Collected data >>
______

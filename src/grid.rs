//! Population store and the per-epoch spatial pairing engine.
//!
//! Programs live in one flat buffer, `program_size` cells per slot,
//! addressed by `(x, y)` or the flat index `y * width + x`. The byte grid
//! and the token grid share the same layout; the token grid additionally
//! stamps epoch-0 provenance at creation and can export a per-cell lineage
//! snapshot.

use rand::Rng;

use crate::emulator;
use crate::error::SoupError;
use crate::tracer::{self, Token};

/// One entry of an epoch's pairing. Every population index appears in
/// exactly one entry.
#[derive(Clone, Copy, Debug, PartialEq, Eq)]
pub enum PairEntry {
    /// Two neighbors that execute as a concatenated tape this epoch.
    Matched(usize, usize),
    /// No unclaimed neighbor was left: mutation only, no execution.
    Alone(usize),
}

/// Randomized, boundary-respecting neighbor matching for one epoch.
///
/// Visits all cells in a shuffled order; each unclaimed cell picks a
/// uniform unclaimed partner from its Manhattan neighborhood
/// (`1 <= |dx| + |dy| <= radius`, clipped at the grid edge, no wrap) or
/// falls back to a mutation-only singleton. Both the visitation order and
/// the neighbor enumeration order (rows outer, columns inner) are part of
/// the reproducibility contract: the same RNG stream yields the same
/// pairing.
pub fn create_spatial_pairs<R: Rng>(
    width: usize,
    height: usize,
    radius: usize,
    rng: &mut R,
) -> Vec<PairEntry> {
    use rand::seq::SliceRandom;

    let total = width * height;
    let mut order: Vec<usize> = (0..total).collect();
    order.shuffle(rng);

    let mut claimed = vec![false; total];
    let mut entries = Vec::with_capacity(total);
    let r = radius as i64;

    for &idx in &order {
        if claimed[idx] {
            continue;
        }
        let x = (idx % width) as i64;
        let y = (idx / width) as i64;

        let mut candidates = Vec::new();
        for dy in -r..=r {
            for dx in -r..=r {
                let dist = dx.abs() + dy.abs();
                if dist == 0 || dist > r {
                    continue;
                }
                let nx = x + dx;
                let ny = y + dy;
                if nx < 0 || nx >= width as i64 || ny < 0 || ny >= height as i64 {
                    continue;
                }
                let nidx = (ny as usize) * width + nx as usize;
                if !claimed[nidx] {
                    candidates.push(nidx);
                }
            }
        }

        claimed[idx] = true;
        if candidates.is_empty() {
            entries.push(PairEntry::Alone(idx));
        } else {
            let partner = candidates[rng.random_range(0..candidates.len())];
            claimed[partner] = true;
            entries.push(PairEntry::Matched(idx, partner));
        }
    }

    entries
}

fn check_dims(width: usize, height: usize, program_size: usize) -> Result<(), SoupError> {
    if width == 0 || height == 0 {
        return Err(SoupError::EmptyGrid { width, height });
    }
    if program_size == 0 {
        return Err(SoupError::EmptyProgram);
    }
    Ok(())
}

/// Fixed-size 2D population of byte programs.
#[derive(Clone, Debug, PartialEq, Eq)]
pub struct Grid {
    width: usize,
    height: usize,
    program_size: usize,
    data: Vec<u8>,
}

impl Grid {
    /// New population with uniform-random byte programs.
    pub fn random<R: Rng>(
        width: usize,
        height: usize,
        program_size: usize,
        rng: &mut R,
    ) -> Result<Self, SoupError> {
        check_dims(width, height, program_size)?;
        let data = (0..width * height * program_size).map(|_| rng.random()).collect();
        Ok(Self { width, height, program_size, data })
    }

    /// Wrap an existing flat buffer; the length must be exactly
    /// `width * height * program_size`.
    pub fn from_bytes(
        width: usize,
        height: usize,
        program_size: usize,
        data: Vec<u8>,
    ) -> Result<Self, SoupError> {
        check_dims(width, height, program_size)?;
        let expected = width * height * program_size;
        if data.len() != expected {
            return Err(SoupError::BufferMismatch {
                got: data.len(),
                expected,
                cells: width * height,
                program_size,
            });
        }
        Ok(Self { width, height, program_size, data })
    }

    pub fn width(&self) -> usize {
        self.width
    }

    pub fn height(&self) -> usize {
        self.height
    }

    pub fn program_size(&self) -> usize {
        self.program_size
    }

    pub fn len(&self) -> usize {
        self.width * self.height
    }

    pub fn is_empty(&self) -> bool {
        self.len() == 0
    }

    #[inline]
    pub fn index(&self, x: usize, y: usize) -> usize {
        y * self.width + x
    }

    pub fn program(&self, idx: usize) -> &[u8] {
        let start = idx * self.program_size;
        &self.data[start..start + self.program_size]
    }

    pub fn program_mut(&mut self, idx: usize) -> &mut [u8] {
        let start = idx * self.program_size;
        &mut self.data[start..start + self.program_size]
    }

    pub fn program_at(&self, x: usize, y: usize) -> &[u8] {
        self.program(self.index(x, y))
    }

    /// All programs in flat-index order.
    pub fn programs(&self) -> impl Iterator<Item = &[u8]> {
        self.data.chunks_exact(self.program_size)
    }

    /// The whole soup as one byte buffer, for metrics and visualization
    /// consumers.
    pub fn bytes(&self) -> &[u8] {
        &self.data
    }

    /// Render one program for terminal output.
    pub fn program_string(&self, idx: usize) -> String {
        emulator::program_to_string(self.program(idx))
    }
}

/// One live cell of a token grid, as exported by [`TokenGrid::snapshot`].
#[derive(Clone, Copy, Debug, PartialEq, Eq)]
pub struct TokenCell {
    pub x: usize,
    pub y: usize,
    /// Index of the cell within its current program.
    pub pos: usize,
    pub origin_epoch: u64,
    pub origin_pos: u16,
    pub byte: u8,
}

/// Fixed-size 2D population of token programs.
#[derive(Clone, Debug, PartialEq, Eq)]
pub struct TokenGrid {
    width: usize,
    height: usize,
    program_size: usize,
    data: Vec<Token>,
}

impl TokenGrid {
    /// New population with uniform-random bytes, each cell stamped with
    /// epoch-0 provenance at its own position.
    pub fn random<R: Rng>(
        width: usize,
        height: usize,
        program_size: usize,
        rng: &mut R,
    ) -> Result<Self, SoupError> {
        check_dims(width, height, program_size)?;
        if program_size > u16::MAX as usize + 1 {
            return Err(SoupError::ProgramTooLong(program_size));
        }
        let mut data = Vec::with_capacity(width * height * program_size);
        for _ in 0..width * height {
            for i in 0..program_size {
                data.push(Token::new(0, i as u16, rng.random()));
            }
        }
        Ok(Self { width, height, program_size, data })
    }

    pub fn width(&self) -> usize {
        self.width
    }

    pub fn height(&self) -> usize {
        self.height
    }

    pub fn program_size(&self) -> usize {
        self.program_size
    }

    pub fn len(&self) -> usize {
        self.width * self.height
    }

    pub fn is_empty(&self) -> bool {
        self.len() == 0
    }

    #[inline]
    pub fn index(&self, x: usize, y: usize) -> usize {
        y * self.width + x
    }

    pub fn program(&self, idx: usize) -> &[Token] {
        let start = idx * self.program_size;
        &self.data[start..start + self.program_size]
    }

    pub fn program_mut(&mut self, idx: usize) -> &mut [Token] {
        let start = idx * self.program_size;
        &mut self.data[start..start + self.program_size]
    }

    pub fn program_at(&self, x: usize, y: usize) -> &[Token] {
        self.program(self.index(x, y))
    }

    /// Byte projection of one program, dropping provenance.
    pub fn program_bytes(&self, x: usize, y: usize) -> Vec<u8> {
        tracer::program_bytes(self.program_at(x, y))
    }

    /// Byte projection of the whole soup, for consumers that only need
    /// current content (metrics, coloring).
    pub fn to_bytes(&self) -> Vec<u8> {
        self.data.iter().map(|t| t.byte()).collect()
    }

    /// Per-cell lineage export: one record per live cell, in row-major
    /// cell order then program position. Serialization to a tabular
    /// format is the consumer's job.
    pub fn snapshot(&self) -> impl Iterator<Item = TokenCell> + '_ {
        self.data.iter().enumerate().map(move |(i, t)| {
            let cell = i / self.program_size;
            TokenCell {
                x: cell % self.width,
                y: cell / self.width,
                pos: i % self.program_size,
                origin_epoch: t.origin_epoch(),
                origin_pos: t.origin_pos(),
                byte: t.byte(),
            }
        })
    }
}

#[cfg(test)]
mod tests {
    use super::*;
    use rand::rngs::StdRng;
    use rand::SeedableRng;

    fn manhattan(a: usize, b: usize, width: usize) -> usize {
        let (ax, ay) = (a % width, a / width);
        let (bx, by) = (b % width, b / width);
        ax.abs_diff(bx) + ay.abs_diff(by)
    }

    #[test]
    fn grid_construction_validates() {
        let mut rng = StdRng::seed_from_u64(0);
        assert!(matches!(
            Grid::random(0, 4, 8, &mut rng),
            Err(SoupError::EmptyGrid { .. })
        ));
        assert!(matches!(Grid::random(4, 4, 0, &mut rng), Err(SoupError::EmptyProgram)));
        assert!(matches!(
            Grid::from_bytes(2, 2, 4, vec![0; 15]),
            Err(SoupError::BufferMismatch { .. })
        ));
        assert!(matches!(
            TokenGrid::random(2, 2, 70_000, &mut rng),
            Err(SoupError::ProgramTooLong(_))
        ));
    }

    #[test]
    fn grid_addressing_is_row_major() {
        let data: Vec<u8> = (0..24).collect();
        let grid = Grid::from_bytes(3, 2, 4, data).unwrap();
        assert_eq!(grid.index(2, 1), 5);
        assert_eq!(grid.program_at(2, 1), &[20, 21, 22, 23]);
        assert_eq!(grid.program(0), &[0, 1, 2, 3]);
        assert_eq!(grid.programs().count(), 6);
    }

    #[test]
    fn token_grid_stamps_epoch_zero() {
        let mut rng = StdRng::seed_from_u64(1);
        let grid = TokenGrid::random(4, 3, 8, &mut rng).unwrap();
        for idx in 0..grid.len() {
            for (i, t) in grid.program(idx).iter().enumerate() {
                assert_eq!(t.origin_epoch(), 0);
                assert_eq!(t.origin_pos(), i as u16);
            }
        }
    }

    #[test]
    fn snapshot_covers_every_cell_with_coordinates() {
        let mut rng = StdRng::seed_from_u64(2);
        let grid = TokenGrid::random(3, 2, 4, &mut rng).unwrap();
        let cells: Vec<TokenCell> = grid.snapshot().collect();
        assert_eq!(cells.len(), 3 * 2 * 4);
        // First cell of the slot at (2, 1).
        let c = cells[(grid.index(2, 1)) * 4];
        assert_eq!((c.x, c.y, c.pos), (2, 1, 0));
        assert_eq!(c.byte, grid.program_at(2, 1)[0].byte());
    }

    #[test]
    fn pairing_covers_every_index_exactly_once() {
        let mut rng = StdRng::seed_from_u64(3);
        let (w, h) = (7, 5); // odd population forces at least one singleton
        let entries = create_spatial_pairs(w, h, 2, &mut rng);
        let mut seen = vec![0usize; w * h];
        for e in &entries {
            match *e {
                PairEntry::Matched(a, b) => {
                    seen[a] += 1;
                    seen[b] += 1;
                }
                PairEntry::Alone(a) => seen[a] += 1,
            }
        }
        assert!(seen.iter().all(|&c| c == 1));
    }

    #[test]
    fn pairs_stay_within_the_neighborhood() {
        let mut rng = StdRng::seed_from_u64(4);
        for radius in 1..4usize {
            let entries = create_spatial_pairs(8, 8, radius, &mut rng);
            for e in &entries {
                if let PairEntry::Matched(a, b) = *e {
                    let d = manhattan(a, b, 8);
                    assert!(d >= 1 && d <= radius, "distance {d} exceeds radius {radius}");
                }
            }
        }
    }

    #[test]
    fn pairing_is_deterministic_for_a_seed() {
        let mut a = StdRng::seed_from_u64(99);
        let mut b = StdRng::seed_from_u64(99);
        assert_eq!(
            create_spatial_pairs(16, 16, 2, &mut a),
            create_spatial_pairs(16, 16, 2, &mut b)
        );
    }

    #[test]
    fn single_cell_population_is_alone() {
        let mut rng = StdRng::seed_from_u64(5);
        let entries = create_spatial_pairs(1, 1, 2, &mut rng);
        assert_eq!(entries, vec![PairEntry::Alone(0)]);
    }
}
//! Provenance tokens and the lineage-tracking interpreter variant.
//!
//! Every cell carries a 64-bit token packing the byte value together with
//! the (epoch, position) of the event that created it:
//!
//! ```text
//! bits  0..8   byte value
//! bits  8..24  origin position (index in the origin program)
//! bits 24..64  origin epoch (40 bits)
//! ```
//!
//! The traced interpreter reuses the control flow of [`crate::emulator`]
//! verbatim. The asymmetry that makes ancestry reconstructable from
//! snapshots: arithmetic rewrites only the byte field, copies move whole
//! tokens, and only mutation (outside the interpreter) mints a fresh
//! (epoch, position) pair.

use crate::emulator::{ExecState, ZERO};

const BYTE_MASK: u64 = 0xFF;
const POS_SHIFT: u32 = 8;
const EPOCH_SHIFT: u32 = 24;
const EPOCH_MASK: u64 = (1 << 40) - 1;

/// One tape cell: byte value plus its lineage stamp.
#[derive(Clone, Copy, Debug, Default, PartialEq, Eq)]
pub struct Token(u64);

impl Token {
    /// Pack a fresh token. Epochs are truncated to 40 bits.
    #[inline]
    pub fn new(epoch: u64, origin_pos: u16, byte: u8) -> Self {
        Token(((epoch & EPOCH_MASK) << EPOCH_SHIFT) | ((origin_pos as u64) << POS_SHIFT) | byte as u64)
    }

    #[inline]
    pub fn byte(self) -> u8 {
        (self.0 & BYTE_MASK) as u8
    }

    #[inline]
    pub fn origin_pos(self) -> u16 {
        ((self.0 >> POS_SHIFT) & 0xFFFF) as u16
    }

    #[inline]
    pub fn origin_epoch(self) -> u64 {
        self.0 >> EPOCH_SHIFT
    }

    /// Rewrite only the byte value, preserving the lineage stamp. This is
    /// what `+`/`-` use; it is the only legal partial update of a token.
    #[inline]
    pub fn with_byte(self, byte: u8) -> Self {
        Token((self.0 & !BYTE_MASK) | byte as u64)
    }

    #[inline]
    pub fn raw(self) -> u64 {
        self.0
    }

    #[inline]
    pub fn from_raw(raw: u64) -> Self {
        Token(raw)
    }
}

/// Stamp each byte of a program with `(epoch, index, byte)`.
pub fn stamp_program(bytes: &[u8], epoch: u64) -> Vec<Token> {
    bytes
        .iter()
        .enumerate()
        .map(|(i, &b)| Token::new(epoch, i as u16, b))
        .collect()
}

/// Byte projection, dropping provenance.
pub fn program_bytes(tokens: &[Token]) -> Vec<u8> {
    tokens.iter().map(|t| t.byte()).collect()
}

/// Result of [`execute_traced`].
#[derive(Clone, Debug)]
pub struct TracedOutcome {
    pub tape: Vec<Token>,
    pub state: ExecState,
    pub steps: usize,
    pub skipped: usize,
    pub head0: usize,
    pub head1: usize,
    pub pc: usize,
}

/// Run a token tape with the same control flow as [`crate::emulator::execute`].
///
/// Out-of-range starting positions are clamped to the tape.
pub fn execute_traced(
    mut tape: Vec<Token>,
    head0: usize,
    head1: usize,
    pc: usize,
    max_steps: usize,
) -> TracedOutcome {
    let len = tape.len();
    let mut steps = 0usize;
    let mut skipped = 0usize;
    let mut state = ExecState::Terminated;

    if len == 0 {
        return TracedOutcome { tape, state: ExecState::Finished, steps, skipped, head0: 0, head1: 0, pc: 0 };
    }

    let mut head0 = head0.min(len - 1);
    let mut head1 = head1.min(len - 1);
    let mut pc = pc.min(len - 1);

    while steps < max_steps {
        steps += 1;

        match tape[pc].byte() {
            b'<' => head0 = (head0 + len - 1) % len,
            b'>' => head0 = (head0 + 1) % len,
            b'{' => head1 = (head1 + len - 1) % len,
            b'}' => head1 = (head1 + 1) % len,
            b'-' => {
                let cell = tape[head0];
                tape[head0] = cell.with_byte(cell.byte().wrapping_sub(1));
            }
            b'+' => {
                let cell = tape[head0];
                tape[head0] = cell.with_byte(cell.byte().wrapping_add(1));
            }
            // Copies move the whole token, lineage included.
            b'.' => tape[head1] = tape[head0],
            b',' => tape[head0] = tape[head1],
            b'[' => {
                if tape[head0].byte() == ZERO {
                    let mut depth = 1i32;
                    let mut target = None;
                    for i in pc + 1..len {
                        match tape[i].byte() {
                            b'[' => depth += 1,
                            b']' => depth -= 1,
                            _ => {}
                        }
                        if depth == 0 {
                            target = Some(i);
                            break;
                        }
                    }
                    match target {
                        Some(i) => pc = i,
                        None => {
                            state = ExecState::ErrorUnmatchedOpen;
                            break;
                        }
                    }
                }
            }
            b']' => {
                if tape[head0].byte() != ZERO {
                    let mut depth = 1i32;
                    let mut target = None;
                    for i in (0..pc).rev() {
                        match tape[i].byte() {
                            b']' => depth += 1,
                            b'[' => depth -= 1,
                            _ => {}
                        }
                        if depth == 0 {
                            target = Some(i);
                            break;
                        }
                    }
                    match target {
                        Some(i) => pc = i,
                        None => {
                            state = ExecState::ErrorUnmatchedClose;
                            break;
                        }
                    }
                }
            }
            _ => skipped += 1,
        }

        pc += 1;
        if pc >= len {
            state = ExecState::Finished;
            break;
        }
    }

    TracedOutcome { tape, state, steps, skipped, head0, head1, pc }
}
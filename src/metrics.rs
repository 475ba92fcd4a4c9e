//! Entropy and compressibility metrics over the soup.
//!
//! Higher Order Entropy (Shannon entropy minus a compression-based
//! complexity estimate) is the population-level signal used to detect
//! emergent structure: random soup sits near zero, a soup dominated by
//! repeated replicators has high Shannon entropy but compresses well,
//! pushing HOE up.

use brotli::enc::BrotliEncoderParams;

/// Zero-order byte entropy in bits per byte. Empty input is 0.0.
pub fn shannon_entropy(bytes: &[u8]) -> f64 {
    if bytes.is_empty() {
        return 0.0;
    }
    let mut counts = [0usize; 256];
    for &b in bytes {
        counts[b as usize] += 1;
    }
    let len = bytes.len() as f64;
    let mut entropy = 0.0;
    for &count in &counts {
        if count > 0 {
            let p = count as f64 / len;
            entropy -= p * p.log2();
        }
    }
    entropy
}

/// Compression-based complexity estimate in bits per byte.
///
/// 8.0 means incompressible; 0.0 means fully compressible. Delegates to
/// Brotli at its default quality; a compressor failure is reported as
/// maximum complexity.
pub fn complexity_estimate(bytes: &[u8]) -> f64 {
    if bytes.is_empty() {
        return 0.0;
    }
    let mut compressed = Vec::new();
    let params = BrotliEncoderParams::default();
    match brotli::BrotliCompress(&mut std::io::Cursor::new(bytes), &mut compressed, &params) {
        Ok(_) => (compressed.len() as f64 / bytes.len() as f64) * 8.0,
        Err(_) => 8.0,
    }
}

/// Shannon entropy minus the complexity estimate.
pub fn higher_order_entropy(bytes: &[u8]) -> f64 {
    shannon_entropy(bytes) - complexity_estimate(bytes)
}

/// Fraction of bytes that are recognized instructions. Random soup sits
/// near 10/256; replicator-dominated soup climbs well above it.
pub fn instruction_fraction(bytes: &[u8]) -> f64 {
    if bytes.is_empty() {
        return 0.0;
    }
    let count = bytes.iter().filter(|&&b| crate::emulator::is_instruction(b)).count();
    count as f64 / bytes.len() as f64
}

#[cfg(test)]
mod tests {
    use super::*;
    use rand::{Rng, SeedableRng};

    #[test]
    fn entropy_of_all_byte_values_is_exactly_eight() {
        let bytes: Vec<u8> = (0..=255).collect();
        assert_eq!(shannon_entropy(&bytes), 8.0);
    }

    #[test]
    fn entropy_of_constant_buffer_is_zero() {
        assert_eq!(shannon_entropy(&[7u8; 1024]), 0.0);
    }

    #[test]
    fn empty_input_is_defined() {
        assert_eq!(shannon_entropy(&[]), 0.0);
        assert_eq!(complexity_estimate(&[]), 0.0);
        assert_eq!(higher_order_entropy(&[]), 0.0);
    }

    #[test]
    fn repetitive_structure_has_high_hoe() {
        // Full byte alphabet (Shannon = 8.0) repeated: compresses heavily.
        let pattern: Vec<u8> = (0..=255).collect();
        let mut bytes = Vec::new();
        for _ in 0..16 {
            bytes.extend_from_slice(&pattern);
        }
        assert_eq!(shannon_entropy(&bytes), 8.0);
        assert!(complexity_estimate(&bytes) < 4.0);
        assert!(higher_order_entropy(&bytes) > 4.0);
    }

    #[test]
    fn instruction_fraction_counts_the_ten_opcodes() {
        assert_eq!(instruction_fraction(b"<>{}-+.,[]"), 1.0);
        assert_eq!(instruction_fraction(b"abcd"), 0.0);
        assert_eq!(instruction_fraction(b"+a"), 0.5);
        assert_eq!(instruction_fraction(&[]), 0.0);
    }

    #[test]
    fn random_soup_has_hoe_near_or_below_zero() {
        let mut rng = rand::rngs::StdRng::seed_from_u64(11);
        let bytes: Vec<u8> = (0..4096).map(|_| rng.random()).collect();
        assert!(higher_order_entropy(&bytes) < 0.5);
    }
}
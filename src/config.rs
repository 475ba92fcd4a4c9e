//! Run configuration, loadable from YAML.

use std::fs;
use std::path::Path;

use serde::{Deserialize, Serialize};

use crate::error::SoupError;
use crate::simulation::SimulationParams;

#[derive(Debug, Clone, Serialize, Deserialize)]
#[serde(default)]
pub struct Config {
    pub random_seed: u64,
    pub grid_width: usize,
    pub grid_height: usize,
    pub program_size: usize,
    pub epochs: usize,
    pub mutation_rate: f64,
    /// Manhattan radius for partner selection.
    pub neighbor_radius: usize,
    /// Interpreter step budget per pair.
    pub max_steps: usize,
    pub read_head_position: usize,
    /// Defaults to `program_size` (the start of the second program).
    pub write_head_position: Option<usize>,
    /// Epochs between status lines.
    pub eval_interval: usize,
    /// Programs dumped at the end of the run.
    pub num_print_programs: usize,
    /// Run the lineage-tracing variant.
    pub tracer: bool,
}

impl Default for Config {
    fn default() -> Self {
        Self {
            random_seed: 42,
            grid_width: 32,
            grid_height: 32,
            program_size: 64,
            epochs: 1000,
            mutation_rate: 0.001,
            neighbor_radius: 2,
            max_steps: 8192,
            read_head_position: 0,
            write_head_position: None,
            eval_interval: 50,
            num_print_programs: 4,
            tracer: false,
        }
    }
}

impl Config {
    pub fn from_yaml<P: AsRef<Path>>(path: P) -> Result<Self, SoupError> {
        let contents = fs::read_to_string(path)?;
        let config: Config = serde_yaml::from_str(&contents)?;
        Ok(config)
    }

    /// Write a starting-point config file holding the default values.
    pub fn write_template<P: AsRef<Path>>(path: P) -> Result<(), SoupError> {
        let yaml = serde_yaml::to_string(&Config::default())?;
        fs::write(path, yaml)?;
        Ok(())
    }

    pub fn validate(&self) -> Result<(), SoupError> {
        if self.grid_width == 0 || self.grid_height == 0 {
            return Err(SoupError::EmptyGrid { width: self.grid_width, height: self.grid_height });
        }
        if self.program_size == 0 {
            return Err(SoupError::EmptyProgram);
        }
        if self.tracer && self.program_size > u16::MAX as usize + 1 {
            return Err(SoupError::ProgramTooLong(self.program_size));
        }
        if self.epochs == 0 {
            return Err(SoupError::ZeroEpochs);
        }
        if !(0.0..=1.0).contains(&self.mutation_rate) || !self.mutation_rate.is_finite() {
            return Err(SoupError::BadMutationRate(self.mutation_rate));
        }
        if self.neighbor_radius == 0 {
            return Err(SoupError::ZeroRadius);
        }
        if self.max_steps == 0 {
            return Err(SoupError::ZeroSteps);
        }
        let tape_len = 2 * self.program_size;
        if self.read_head_position >= tape_len {
            return Err(SoupError::HeadOutOfRange {
                name: "read",
                pos: self.read_head_position,
                len: tape_len,
            });
        }
        if let Some(pos) = self.write_head_position {
            if pos >= tape_len {
                return Err(SoupError::HeadOutOfRange { name: "write", pos, len: tape_len });
            }
        }
        Ok(())
    }

    pub fn params(&self) -> SimulationParams {
        SimulationParams {
            seed: self.random_seed,
            mutation_rate: self.mutation_rate,
            max_steps: self.max_steps,
            neighbor_radius: self.neighbor_radius,
            read_head: self.read_head_position,
            write_head: self.write_head_position,
        }
    }
}

#[cfg(test)]
mod tests {
    use super::*;

    #[test]
    fn default_config_is_valid() {
        assert!(Config::default().validate().is_ok());
    }

    #[test]
    fn yaml_round_trip() {
        let mut config = Config::default();
        config.grid_width = 17;
        config.tracer = true;
        let yaml = serde_yaml::to_string(&config).unwrap();
        let back: Config = serde_yaml::from_str(&yaml).unwrap();
        assert_eq!(back.grid_width, 17);
        assert!(back.tracer);
    }

    #[test]
    fn partial_yaml_fills_defaults() {
        let config: Config = serde_yaml::from_str("grid_width: 8\ngrid_height: 8\n").unwrap();
        assert_eq!(config.grid_width, 8);
        assert_eq!(config.program_size, Config::default().program_size);
    }

    #[test]
    fn validation_catches_structural_errors() {
        let mut config = Config::default();
        config.neighbor_radius = 0;
        assert!(matches!(config.validate(), Err(SoupError::ZeroRadius)));

        let mut config = Config::default();
        config.mutation_rate = -0.1;
        assert!(matches!(config.validate(), Err(SoupError::BadMutationRate(_))));

        let mut config = Config::default();
        config.read_head_position = 200; // past the 128-byte pair tape
        assert!(matches!(config.validate(), Err(SoupError::HeadOutOfRange { .. })));

        let mut config = Config::default();
        config.tracer = true;
        config.program_size = 100_000;
        assert!(matches!(config.validate(), Err(SoupError::ProgramTooLong(_))));
    }
}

______

TASK >>
Up to and including the line with "visitation order and", repeat the data exactly, starting from its first line; nothing else belongs in the response.

OUTPUT BELOW >>
filename src/grid.rs
//! Population store and the per-epoch spatial pairing engine.
//!
//! Programs live in one flat buffer, `program_size` cells per slot,
//! addressed by `(x, y)` or the flat index `y * width + x`. The byte grid
//! and the token grid share the same layout; the token grid additionally
//! stamps epoch-0 provenance at creation and can export a per-cell lineage
//! snapshot.

use rand::Rng;

use crate::emulator;
use crate::error::SoupError;
use crate::tracer::{self, Token};

/// One entry of an epoch's pairing. Every population index appears in
/// exactly one entry.
#[derive(Clone, Copy, Debug, PartialEq, Eq)]
pub enum PairEntry {
    /// Two neighbors that execute as a concatenated tape this epoch.
    Matched(usize, usize),
    /// No unclaimed neighbor was left: mutation only, no execution.
    Alone(usize),
}

/// Randomized, boundary-respecting neighbor matching for one epoch.
///
/// Visits all cells in a shuffled order; each unclaimed cell picks a
/// uniform unclaimed partner from its Manhattan neighborhood
/// (`1 <= |dx| + |dy| <= radius`, clipped at the grid edge, no wrap) or
/// falls back to a mutation-only singleton. Both the visitation order and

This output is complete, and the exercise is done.